───── The data ─────

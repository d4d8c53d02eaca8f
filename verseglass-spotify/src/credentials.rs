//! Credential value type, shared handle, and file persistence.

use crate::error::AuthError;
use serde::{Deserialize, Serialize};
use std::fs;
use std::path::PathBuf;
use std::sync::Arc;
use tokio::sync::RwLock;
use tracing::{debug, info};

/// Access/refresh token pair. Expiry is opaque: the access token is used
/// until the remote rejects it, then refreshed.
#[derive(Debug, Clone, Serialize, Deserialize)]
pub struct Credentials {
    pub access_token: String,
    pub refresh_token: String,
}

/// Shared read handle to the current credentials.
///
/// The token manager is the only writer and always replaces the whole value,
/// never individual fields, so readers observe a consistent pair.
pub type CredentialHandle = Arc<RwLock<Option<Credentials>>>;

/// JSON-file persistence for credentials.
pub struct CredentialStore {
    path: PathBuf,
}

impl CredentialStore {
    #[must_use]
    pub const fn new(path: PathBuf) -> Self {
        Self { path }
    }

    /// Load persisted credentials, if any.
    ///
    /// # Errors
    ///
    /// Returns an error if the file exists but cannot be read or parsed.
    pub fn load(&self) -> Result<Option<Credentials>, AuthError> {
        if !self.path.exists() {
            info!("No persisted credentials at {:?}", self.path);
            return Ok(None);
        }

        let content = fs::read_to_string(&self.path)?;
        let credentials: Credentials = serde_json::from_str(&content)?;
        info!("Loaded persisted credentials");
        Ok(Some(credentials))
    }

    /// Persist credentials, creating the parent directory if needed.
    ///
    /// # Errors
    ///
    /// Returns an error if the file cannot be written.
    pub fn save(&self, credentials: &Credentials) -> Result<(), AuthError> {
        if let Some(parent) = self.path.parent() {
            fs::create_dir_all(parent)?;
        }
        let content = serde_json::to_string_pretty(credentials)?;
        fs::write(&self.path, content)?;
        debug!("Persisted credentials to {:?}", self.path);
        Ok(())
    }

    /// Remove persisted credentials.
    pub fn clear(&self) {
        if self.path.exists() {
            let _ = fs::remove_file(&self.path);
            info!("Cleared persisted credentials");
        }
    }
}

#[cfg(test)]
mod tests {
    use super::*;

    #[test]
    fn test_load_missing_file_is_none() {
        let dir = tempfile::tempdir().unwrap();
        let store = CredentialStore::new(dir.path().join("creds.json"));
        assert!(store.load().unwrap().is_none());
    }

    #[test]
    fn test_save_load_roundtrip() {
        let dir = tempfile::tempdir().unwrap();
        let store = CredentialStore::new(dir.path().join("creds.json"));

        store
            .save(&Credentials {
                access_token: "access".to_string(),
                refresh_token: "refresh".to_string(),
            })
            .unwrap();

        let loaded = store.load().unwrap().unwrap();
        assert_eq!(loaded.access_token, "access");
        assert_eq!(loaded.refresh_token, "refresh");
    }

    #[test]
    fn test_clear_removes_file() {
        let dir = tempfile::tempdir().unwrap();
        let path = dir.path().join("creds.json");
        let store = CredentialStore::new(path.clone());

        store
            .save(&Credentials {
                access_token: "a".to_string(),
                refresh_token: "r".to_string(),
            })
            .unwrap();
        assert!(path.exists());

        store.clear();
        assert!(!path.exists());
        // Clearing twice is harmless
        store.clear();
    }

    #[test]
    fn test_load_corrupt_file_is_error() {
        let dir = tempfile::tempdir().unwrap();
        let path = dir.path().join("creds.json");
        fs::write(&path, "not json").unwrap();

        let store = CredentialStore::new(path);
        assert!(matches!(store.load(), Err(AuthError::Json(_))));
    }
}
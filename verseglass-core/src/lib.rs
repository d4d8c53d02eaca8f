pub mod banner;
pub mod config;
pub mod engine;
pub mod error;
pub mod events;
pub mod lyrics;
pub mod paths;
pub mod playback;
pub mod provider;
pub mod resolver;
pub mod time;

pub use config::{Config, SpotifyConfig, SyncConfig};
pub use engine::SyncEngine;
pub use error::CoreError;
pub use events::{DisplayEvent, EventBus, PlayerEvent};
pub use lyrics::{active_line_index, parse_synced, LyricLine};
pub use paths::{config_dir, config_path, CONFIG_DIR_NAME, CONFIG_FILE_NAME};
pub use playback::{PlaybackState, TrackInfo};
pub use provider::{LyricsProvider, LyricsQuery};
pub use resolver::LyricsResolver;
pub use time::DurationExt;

─────

Your output is to be the lines of the listing, exact and complete, starting at the first and ending with the line that contains "let content = fs::read_to_string(&self.path)?;".

repository d4d8c53d02eaca8f
filename verseglass-spotify/src/credentials.rs
//! Credential value type, shared handle, and file persistence.

use crate::error::AuthError;
use serde::{Deserialize, Serialize};
use std::fs;
use std::path::PathBuf;
use std::sync::Arc;
use tokio::sync::RwLock;
use tracing::{debug, info};

/// Access/refresh token pair. Expiry is opaque: the access token is used
/// until the remote rejects it, then refreshed.
#[derive(Debug, Clone, Serialize, Deserialize)]
pub struct Credentials {
    pub access_token: String,
    pub refresh_token: String,
}

/// Shared read handle to the current credentials.
///
/// The token manager is the only writer and always replaces the whole value,
/// never individual fields, so readers observe a consistent pair.
pub type CredentialHandle = Arc<RwLock<Option<Credentials>>>;

/// JSON-file persistence for credentials.
pub struct CredentialStore {
    path: PathBuf,
}

impl CredentialStore {
    #[must_use]
    pub const fn new(path: PathBuf) -> Self {
        Self { path }
    }

    /// Load persisted credentials, if any.
    ///
    /// # Errors
    ///
    /// Returns an error if the file exists but cannot be read or parsed.
    pub fn load(&self) -> Result<Option<Credentials>, AuthError> {
        if !self.path.exists() {
            info!("No persisted credentials at {:?}", self.path);
            return Ok(None);
        }

        let content = fs::read_to_string(&self.path)?;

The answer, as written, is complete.